- Instructions for the task -
From the entries below, reproduce exactly the line containing "pub const PARAMETERIZED_BOUND: &str", the line containing "pub const MUTUAL_REFERENCE: &str", and every line in between, with nothing added.

Records from a data collection

___

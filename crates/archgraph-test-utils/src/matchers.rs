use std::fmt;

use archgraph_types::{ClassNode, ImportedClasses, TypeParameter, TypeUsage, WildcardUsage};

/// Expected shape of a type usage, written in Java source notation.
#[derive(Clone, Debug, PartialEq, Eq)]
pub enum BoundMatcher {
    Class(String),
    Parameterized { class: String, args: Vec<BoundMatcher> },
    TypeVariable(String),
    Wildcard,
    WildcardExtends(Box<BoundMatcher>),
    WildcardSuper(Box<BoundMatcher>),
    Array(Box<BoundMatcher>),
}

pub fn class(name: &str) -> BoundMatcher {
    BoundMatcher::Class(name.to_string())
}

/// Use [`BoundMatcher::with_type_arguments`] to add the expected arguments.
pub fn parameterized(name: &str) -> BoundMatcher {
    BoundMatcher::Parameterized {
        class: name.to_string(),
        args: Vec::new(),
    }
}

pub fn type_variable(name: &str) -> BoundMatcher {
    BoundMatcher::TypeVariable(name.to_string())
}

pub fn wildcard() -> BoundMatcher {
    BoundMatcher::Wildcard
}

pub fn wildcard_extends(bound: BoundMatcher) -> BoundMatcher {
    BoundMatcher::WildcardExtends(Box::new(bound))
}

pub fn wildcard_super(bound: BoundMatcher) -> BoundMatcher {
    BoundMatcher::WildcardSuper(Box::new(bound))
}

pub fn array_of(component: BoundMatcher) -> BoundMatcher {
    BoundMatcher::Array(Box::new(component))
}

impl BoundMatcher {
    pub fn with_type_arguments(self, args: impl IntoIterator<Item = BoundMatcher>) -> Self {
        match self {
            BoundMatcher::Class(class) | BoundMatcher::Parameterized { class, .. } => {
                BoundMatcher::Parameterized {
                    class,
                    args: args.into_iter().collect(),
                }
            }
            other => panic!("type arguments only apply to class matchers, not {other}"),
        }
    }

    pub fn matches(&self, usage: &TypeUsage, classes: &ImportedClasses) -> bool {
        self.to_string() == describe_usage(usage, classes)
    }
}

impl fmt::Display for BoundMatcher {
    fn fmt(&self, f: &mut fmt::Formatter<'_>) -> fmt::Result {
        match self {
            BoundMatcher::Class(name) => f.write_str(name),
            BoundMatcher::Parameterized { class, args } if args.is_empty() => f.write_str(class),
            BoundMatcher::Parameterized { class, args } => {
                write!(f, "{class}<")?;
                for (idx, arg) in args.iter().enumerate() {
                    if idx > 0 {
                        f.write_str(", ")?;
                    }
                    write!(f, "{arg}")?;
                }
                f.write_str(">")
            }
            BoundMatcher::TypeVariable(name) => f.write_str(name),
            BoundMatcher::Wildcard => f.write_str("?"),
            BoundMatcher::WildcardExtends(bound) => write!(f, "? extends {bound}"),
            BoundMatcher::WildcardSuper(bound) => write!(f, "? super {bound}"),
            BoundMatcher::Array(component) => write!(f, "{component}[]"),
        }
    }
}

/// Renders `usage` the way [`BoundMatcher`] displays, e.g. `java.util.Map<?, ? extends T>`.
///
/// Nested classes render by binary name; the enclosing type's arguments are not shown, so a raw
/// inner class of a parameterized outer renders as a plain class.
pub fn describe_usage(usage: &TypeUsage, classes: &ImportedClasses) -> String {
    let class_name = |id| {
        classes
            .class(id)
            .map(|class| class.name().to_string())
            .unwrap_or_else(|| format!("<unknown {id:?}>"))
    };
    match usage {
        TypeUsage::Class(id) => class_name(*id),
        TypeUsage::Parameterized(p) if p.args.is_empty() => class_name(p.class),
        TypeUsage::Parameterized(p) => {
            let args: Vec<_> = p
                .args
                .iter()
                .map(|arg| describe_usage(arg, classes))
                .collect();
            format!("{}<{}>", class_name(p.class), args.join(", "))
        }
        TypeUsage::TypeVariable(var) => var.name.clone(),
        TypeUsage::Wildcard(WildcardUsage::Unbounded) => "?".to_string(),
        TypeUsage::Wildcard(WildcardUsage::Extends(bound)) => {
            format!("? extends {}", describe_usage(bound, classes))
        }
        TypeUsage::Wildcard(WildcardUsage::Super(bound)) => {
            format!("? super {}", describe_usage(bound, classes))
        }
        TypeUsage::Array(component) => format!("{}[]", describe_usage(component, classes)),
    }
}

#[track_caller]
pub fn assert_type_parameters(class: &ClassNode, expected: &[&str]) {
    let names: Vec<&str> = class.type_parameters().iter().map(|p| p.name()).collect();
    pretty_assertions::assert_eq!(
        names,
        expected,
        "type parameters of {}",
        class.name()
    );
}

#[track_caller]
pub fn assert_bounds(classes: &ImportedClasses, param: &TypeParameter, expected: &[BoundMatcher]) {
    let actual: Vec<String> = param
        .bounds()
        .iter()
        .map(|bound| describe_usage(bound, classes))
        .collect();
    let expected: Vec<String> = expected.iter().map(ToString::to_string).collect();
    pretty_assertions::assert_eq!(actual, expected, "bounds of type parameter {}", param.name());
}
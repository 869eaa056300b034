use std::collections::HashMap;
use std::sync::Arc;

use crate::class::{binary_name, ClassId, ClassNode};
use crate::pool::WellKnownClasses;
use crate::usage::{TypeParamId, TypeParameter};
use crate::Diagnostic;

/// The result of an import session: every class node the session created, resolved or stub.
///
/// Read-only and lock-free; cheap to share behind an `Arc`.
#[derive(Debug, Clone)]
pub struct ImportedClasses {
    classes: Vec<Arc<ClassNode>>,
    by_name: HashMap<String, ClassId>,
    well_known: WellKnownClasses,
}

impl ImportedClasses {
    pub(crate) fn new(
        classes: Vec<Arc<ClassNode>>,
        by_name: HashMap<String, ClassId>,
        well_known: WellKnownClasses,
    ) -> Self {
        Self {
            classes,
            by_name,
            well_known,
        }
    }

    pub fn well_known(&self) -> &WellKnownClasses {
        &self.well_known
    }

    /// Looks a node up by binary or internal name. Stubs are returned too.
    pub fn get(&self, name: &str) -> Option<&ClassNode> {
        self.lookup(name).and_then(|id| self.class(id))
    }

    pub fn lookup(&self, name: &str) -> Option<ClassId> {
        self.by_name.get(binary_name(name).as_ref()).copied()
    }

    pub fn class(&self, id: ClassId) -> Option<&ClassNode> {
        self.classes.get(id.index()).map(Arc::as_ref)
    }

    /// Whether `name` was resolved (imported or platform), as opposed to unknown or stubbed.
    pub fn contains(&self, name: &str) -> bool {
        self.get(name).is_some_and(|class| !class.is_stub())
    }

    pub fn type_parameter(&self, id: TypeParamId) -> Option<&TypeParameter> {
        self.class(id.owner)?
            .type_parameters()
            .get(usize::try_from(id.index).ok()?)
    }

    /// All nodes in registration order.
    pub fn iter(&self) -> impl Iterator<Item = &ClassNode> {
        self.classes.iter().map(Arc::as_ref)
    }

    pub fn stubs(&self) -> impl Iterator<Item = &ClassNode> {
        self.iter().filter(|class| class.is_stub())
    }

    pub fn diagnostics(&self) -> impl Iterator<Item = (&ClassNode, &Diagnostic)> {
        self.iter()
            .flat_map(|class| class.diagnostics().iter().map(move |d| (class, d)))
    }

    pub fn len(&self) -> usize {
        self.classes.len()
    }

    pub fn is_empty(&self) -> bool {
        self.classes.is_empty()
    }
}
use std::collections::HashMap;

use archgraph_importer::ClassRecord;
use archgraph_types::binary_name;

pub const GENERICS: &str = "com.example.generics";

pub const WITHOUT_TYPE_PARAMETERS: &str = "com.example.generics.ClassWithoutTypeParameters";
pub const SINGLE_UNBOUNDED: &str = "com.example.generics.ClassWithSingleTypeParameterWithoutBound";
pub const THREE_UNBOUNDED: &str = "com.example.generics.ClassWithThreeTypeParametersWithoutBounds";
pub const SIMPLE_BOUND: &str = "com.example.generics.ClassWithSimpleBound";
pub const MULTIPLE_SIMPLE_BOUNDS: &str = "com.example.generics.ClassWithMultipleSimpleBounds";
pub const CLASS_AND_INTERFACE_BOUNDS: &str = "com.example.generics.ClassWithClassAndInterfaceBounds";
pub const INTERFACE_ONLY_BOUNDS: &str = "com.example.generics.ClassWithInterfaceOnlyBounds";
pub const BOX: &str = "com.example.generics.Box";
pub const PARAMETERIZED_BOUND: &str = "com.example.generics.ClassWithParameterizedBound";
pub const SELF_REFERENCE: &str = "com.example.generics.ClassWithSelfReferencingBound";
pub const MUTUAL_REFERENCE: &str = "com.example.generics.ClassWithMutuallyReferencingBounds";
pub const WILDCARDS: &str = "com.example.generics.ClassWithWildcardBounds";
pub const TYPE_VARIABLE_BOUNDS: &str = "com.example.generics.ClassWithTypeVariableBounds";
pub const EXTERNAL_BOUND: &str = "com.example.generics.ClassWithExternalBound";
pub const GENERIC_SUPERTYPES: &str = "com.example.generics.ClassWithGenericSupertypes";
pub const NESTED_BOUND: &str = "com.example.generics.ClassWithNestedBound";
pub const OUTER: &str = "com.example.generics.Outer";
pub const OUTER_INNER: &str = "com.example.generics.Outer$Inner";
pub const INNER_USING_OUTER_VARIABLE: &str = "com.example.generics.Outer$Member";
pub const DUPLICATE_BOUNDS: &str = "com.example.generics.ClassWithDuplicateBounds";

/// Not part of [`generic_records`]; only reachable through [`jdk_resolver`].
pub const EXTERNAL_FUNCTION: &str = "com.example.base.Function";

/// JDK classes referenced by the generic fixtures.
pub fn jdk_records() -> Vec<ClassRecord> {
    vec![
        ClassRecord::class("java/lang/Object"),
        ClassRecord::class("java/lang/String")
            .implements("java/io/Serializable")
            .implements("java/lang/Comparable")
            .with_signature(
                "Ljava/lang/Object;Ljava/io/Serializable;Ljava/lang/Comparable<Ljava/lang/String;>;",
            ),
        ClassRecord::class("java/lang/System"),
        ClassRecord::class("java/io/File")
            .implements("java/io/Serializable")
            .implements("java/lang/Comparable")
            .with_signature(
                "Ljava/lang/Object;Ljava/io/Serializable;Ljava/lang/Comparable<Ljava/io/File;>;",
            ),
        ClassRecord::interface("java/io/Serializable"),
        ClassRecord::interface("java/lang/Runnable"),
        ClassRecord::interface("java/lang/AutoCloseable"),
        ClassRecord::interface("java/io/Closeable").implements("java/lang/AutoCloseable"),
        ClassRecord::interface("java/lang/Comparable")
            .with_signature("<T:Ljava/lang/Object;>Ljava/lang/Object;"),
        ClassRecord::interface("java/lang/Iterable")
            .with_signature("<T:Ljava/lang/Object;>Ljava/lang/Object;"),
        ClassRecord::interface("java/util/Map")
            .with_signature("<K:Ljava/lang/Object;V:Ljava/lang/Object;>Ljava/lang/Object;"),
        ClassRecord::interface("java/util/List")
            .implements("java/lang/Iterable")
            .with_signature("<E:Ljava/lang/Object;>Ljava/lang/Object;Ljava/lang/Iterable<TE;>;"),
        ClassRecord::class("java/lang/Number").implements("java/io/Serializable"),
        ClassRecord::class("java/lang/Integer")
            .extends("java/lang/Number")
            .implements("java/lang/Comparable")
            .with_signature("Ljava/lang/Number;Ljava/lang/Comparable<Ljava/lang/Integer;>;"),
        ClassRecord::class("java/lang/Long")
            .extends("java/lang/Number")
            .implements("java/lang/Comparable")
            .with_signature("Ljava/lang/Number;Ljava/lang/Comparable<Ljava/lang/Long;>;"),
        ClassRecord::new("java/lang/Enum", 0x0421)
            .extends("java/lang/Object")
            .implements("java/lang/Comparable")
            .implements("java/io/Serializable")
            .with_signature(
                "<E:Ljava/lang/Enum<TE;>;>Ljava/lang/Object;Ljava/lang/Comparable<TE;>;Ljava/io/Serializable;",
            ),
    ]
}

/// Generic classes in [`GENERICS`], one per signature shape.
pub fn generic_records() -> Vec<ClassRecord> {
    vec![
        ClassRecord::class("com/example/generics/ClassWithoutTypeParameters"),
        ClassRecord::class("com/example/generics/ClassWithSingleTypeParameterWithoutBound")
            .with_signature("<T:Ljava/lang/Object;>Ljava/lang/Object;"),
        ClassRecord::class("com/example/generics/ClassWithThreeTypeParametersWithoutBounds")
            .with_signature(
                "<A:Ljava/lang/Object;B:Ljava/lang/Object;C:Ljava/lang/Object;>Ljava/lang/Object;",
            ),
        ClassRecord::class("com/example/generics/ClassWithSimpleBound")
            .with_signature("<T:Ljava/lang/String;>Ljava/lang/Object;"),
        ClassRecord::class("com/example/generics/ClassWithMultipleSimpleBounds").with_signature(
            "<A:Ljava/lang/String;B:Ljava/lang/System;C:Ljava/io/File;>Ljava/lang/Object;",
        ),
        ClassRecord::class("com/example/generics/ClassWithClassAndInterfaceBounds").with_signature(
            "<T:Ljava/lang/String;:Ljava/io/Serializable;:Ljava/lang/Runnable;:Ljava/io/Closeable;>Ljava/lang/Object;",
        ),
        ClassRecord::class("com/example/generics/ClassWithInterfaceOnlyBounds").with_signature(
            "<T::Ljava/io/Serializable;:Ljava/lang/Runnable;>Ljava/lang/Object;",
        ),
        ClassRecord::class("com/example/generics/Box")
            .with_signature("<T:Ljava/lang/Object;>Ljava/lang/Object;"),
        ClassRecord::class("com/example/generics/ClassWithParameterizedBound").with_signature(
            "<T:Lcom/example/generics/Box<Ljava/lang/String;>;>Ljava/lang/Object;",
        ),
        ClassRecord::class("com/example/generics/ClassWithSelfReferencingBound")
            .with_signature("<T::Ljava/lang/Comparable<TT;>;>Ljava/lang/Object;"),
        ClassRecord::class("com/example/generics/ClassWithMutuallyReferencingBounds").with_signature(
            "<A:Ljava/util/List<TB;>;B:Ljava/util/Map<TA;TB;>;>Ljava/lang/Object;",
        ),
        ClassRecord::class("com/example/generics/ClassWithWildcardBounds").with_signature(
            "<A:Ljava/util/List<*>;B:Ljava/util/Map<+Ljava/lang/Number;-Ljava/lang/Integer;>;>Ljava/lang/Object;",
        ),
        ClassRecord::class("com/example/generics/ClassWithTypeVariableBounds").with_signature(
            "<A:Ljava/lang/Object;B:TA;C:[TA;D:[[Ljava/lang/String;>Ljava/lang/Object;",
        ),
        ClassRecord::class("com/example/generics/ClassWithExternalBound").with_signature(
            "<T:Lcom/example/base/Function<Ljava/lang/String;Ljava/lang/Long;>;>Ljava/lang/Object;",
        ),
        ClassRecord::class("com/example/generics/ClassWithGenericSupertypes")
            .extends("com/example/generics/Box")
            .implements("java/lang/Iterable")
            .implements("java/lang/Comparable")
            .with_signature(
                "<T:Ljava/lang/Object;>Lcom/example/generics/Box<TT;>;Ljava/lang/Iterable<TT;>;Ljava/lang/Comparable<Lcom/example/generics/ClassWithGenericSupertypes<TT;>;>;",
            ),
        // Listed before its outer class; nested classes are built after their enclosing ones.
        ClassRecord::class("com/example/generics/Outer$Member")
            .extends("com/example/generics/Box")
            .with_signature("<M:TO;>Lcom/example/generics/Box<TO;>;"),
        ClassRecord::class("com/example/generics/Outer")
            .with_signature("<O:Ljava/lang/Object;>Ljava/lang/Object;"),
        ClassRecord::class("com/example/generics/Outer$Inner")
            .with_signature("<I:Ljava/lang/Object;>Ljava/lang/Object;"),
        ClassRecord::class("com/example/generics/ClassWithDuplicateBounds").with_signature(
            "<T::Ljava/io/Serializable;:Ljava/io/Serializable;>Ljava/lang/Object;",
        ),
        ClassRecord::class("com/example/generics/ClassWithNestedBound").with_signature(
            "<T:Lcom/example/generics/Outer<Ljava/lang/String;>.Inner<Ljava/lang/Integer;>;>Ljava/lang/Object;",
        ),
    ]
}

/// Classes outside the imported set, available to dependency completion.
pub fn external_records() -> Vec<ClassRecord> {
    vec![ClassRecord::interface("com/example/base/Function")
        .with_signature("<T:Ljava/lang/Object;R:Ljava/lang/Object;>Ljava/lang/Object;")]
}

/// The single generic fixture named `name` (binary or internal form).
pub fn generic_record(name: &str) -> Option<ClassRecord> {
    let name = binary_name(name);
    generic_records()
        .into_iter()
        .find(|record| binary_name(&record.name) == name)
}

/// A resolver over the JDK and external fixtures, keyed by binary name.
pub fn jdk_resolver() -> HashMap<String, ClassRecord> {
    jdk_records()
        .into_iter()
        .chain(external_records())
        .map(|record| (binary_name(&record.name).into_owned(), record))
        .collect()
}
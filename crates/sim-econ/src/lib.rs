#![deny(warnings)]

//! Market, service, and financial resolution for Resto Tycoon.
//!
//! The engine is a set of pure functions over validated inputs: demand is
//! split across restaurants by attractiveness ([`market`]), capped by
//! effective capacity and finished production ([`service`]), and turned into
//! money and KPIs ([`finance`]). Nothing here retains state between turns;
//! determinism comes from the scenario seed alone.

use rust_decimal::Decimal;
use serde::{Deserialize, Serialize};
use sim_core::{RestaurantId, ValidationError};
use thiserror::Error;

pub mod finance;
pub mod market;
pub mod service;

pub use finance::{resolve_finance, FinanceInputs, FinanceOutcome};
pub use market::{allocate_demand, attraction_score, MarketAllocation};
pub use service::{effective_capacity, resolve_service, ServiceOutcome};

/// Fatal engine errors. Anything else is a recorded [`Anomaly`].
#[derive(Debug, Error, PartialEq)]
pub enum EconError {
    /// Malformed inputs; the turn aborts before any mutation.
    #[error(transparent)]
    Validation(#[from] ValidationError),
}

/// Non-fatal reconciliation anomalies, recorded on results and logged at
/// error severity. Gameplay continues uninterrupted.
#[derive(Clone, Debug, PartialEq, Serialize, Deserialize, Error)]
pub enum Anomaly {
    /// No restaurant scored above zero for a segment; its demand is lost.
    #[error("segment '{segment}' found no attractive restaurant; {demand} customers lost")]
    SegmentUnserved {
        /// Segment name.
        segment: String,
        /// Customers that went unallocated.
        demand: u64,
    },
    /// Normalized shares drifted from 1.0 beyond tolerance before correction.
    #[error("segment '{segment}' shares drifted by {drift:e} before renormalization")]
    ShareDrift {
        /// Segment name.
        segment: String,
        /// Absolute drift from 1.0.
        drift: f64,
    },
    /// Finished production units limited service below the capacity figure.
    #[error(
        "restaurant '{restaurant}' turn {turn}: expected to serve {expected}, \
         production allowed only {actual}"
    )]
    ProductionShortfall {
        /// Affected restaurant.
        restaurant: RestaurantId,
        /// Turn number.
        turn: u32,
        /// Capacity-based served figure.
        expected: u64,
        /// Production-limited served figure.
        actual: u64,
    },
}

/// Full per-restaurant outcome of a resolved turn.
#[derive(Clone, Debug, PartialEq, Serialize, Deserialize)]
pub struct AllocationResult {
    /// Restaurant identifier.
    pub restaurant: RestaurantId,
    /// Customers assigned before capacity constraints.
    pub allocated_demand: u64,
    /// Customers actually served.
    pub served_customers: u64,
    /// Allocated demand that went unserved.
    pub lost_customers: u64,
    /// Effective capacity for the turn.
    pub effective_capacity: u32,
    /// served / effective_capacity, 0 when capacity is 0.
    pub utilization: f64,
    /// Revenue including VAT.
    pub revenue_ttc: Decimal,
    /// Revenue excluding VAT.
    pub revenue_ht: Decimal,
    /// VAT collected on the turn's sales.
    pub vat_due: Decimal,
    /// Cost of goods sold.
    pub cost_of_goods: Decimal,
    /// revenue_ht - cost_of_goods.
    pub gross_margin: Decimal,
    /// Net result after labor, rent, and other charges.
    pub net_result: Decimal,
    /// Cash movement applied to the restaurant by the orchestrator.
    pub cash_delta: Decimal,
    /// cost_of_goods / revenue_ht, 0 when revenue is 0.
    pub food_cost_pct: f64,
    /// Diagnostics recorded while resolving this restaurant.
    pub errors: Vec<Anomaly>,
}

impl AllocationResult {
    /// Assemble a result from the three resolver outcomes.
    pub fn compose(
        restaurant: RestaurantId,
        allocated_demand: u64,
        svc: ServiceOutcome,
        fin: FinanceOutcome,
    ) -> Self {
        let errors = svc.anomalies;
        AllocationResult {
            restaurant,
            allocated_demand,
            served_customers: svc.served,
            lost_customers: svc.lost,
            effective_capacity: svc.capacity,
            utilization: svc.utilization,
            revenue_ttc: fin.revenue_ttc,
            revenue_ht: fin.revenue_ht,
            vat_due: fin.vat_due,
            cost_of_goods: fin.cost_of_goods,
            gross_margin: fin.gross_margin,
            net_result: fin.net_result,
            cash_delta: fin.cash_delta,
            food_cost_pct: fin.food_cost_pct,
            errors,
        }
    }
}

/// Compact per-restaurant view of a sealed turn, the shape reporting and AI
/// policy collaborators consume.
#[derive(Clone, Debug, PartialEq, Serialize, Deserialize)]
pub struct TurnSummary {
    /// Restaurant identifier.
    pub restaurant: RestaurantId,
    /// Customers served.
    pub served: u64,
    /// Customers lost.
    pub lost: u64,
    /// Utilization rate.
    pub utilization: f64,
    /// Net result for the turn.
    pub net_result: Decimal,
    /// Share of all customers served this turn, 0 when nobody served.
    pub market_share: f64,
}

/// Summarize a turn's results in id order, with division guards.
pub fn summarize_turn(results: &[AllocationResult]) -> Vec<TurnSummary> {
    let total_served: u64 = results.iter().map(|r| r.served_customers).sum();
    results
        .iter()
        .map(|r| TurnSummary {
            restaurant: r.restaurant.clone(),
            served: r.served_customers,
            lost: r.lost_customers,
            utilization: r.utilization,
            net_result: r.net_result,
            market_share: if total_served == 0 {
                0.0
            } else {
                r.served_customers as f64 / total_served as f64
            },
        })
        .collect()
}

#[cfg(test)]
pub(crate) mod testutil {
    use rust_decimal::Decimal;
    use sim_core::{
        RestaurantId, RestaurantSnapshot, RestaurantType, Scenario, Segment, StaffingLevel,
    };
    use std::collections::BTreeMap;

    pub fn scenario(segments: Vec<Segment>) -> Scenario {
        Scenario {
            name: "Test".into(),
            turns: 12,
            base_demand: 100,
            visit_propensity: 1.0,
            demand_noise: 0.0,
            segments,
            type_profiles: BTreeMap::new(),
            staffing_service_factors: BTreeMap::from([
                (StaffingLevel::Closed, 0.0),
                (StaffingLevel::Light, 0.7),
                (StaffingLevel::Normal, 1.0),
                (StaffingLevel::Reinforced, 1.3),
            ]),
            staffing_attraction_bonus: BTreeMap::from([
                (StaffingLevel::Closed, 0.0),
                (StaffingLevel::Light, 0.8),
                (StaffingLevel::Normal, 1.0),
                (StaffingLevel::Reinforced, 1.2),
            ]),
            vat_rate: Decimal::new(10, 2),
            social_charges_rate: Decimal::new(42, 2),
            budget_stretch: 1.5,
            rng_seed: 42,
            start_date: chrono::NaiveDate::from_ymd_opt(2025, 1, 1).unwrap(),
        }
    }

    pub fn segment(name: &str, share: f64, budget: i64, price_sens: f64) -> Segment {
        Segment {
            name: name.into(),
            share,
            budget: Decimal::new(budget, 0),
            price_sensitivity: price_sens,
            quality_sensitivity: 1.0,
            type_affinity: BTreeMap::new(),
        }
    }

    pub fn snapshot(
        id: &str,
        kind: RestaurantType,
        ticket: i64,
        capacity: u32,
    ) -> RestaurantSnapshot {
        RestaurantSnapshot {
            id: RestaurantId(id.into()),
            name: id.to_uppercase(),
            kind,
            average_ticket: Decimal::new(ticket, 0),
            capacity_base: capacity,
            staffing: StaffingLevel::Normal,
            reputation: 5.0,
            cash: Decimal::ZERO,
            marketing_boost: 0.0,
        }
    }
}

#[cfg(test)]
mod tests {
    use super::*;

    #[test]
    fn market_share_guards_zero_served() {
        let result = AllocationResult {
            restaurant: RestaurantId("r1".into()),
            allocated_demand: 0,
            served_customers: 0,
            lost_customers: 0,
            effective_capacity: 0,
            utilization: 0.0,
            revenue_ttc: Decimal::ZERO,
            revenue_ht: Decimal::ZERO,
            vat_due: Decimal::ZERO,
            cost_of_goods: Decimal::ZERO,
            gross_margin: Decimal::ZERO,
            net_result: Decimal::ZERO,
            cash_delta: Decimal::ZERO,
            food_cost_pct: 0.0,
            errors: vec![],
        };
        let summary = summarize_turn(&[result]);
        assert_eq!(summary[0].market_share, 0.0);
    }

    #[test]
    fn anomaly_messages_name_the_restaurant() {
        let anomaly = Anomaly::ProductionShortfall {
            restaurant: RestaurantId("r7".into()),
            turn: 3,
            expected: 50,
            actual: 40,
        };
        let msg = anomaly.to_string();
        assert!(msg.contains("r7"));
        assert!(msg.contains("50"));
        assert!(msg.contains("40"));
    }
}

___

- Exercise answer -
pub const PARAMETERIZED_BOUND: &str = "com.example.generics.ClassWithParameterizedBound";
pub const SELF_REFERENCE: &str = "com.example.generics.ClassWithSelfReferencingBound";
pub const MUTUAL_REFERENCE: &str = "com.example.generics.ClassWithMutuallyReferencingBounds";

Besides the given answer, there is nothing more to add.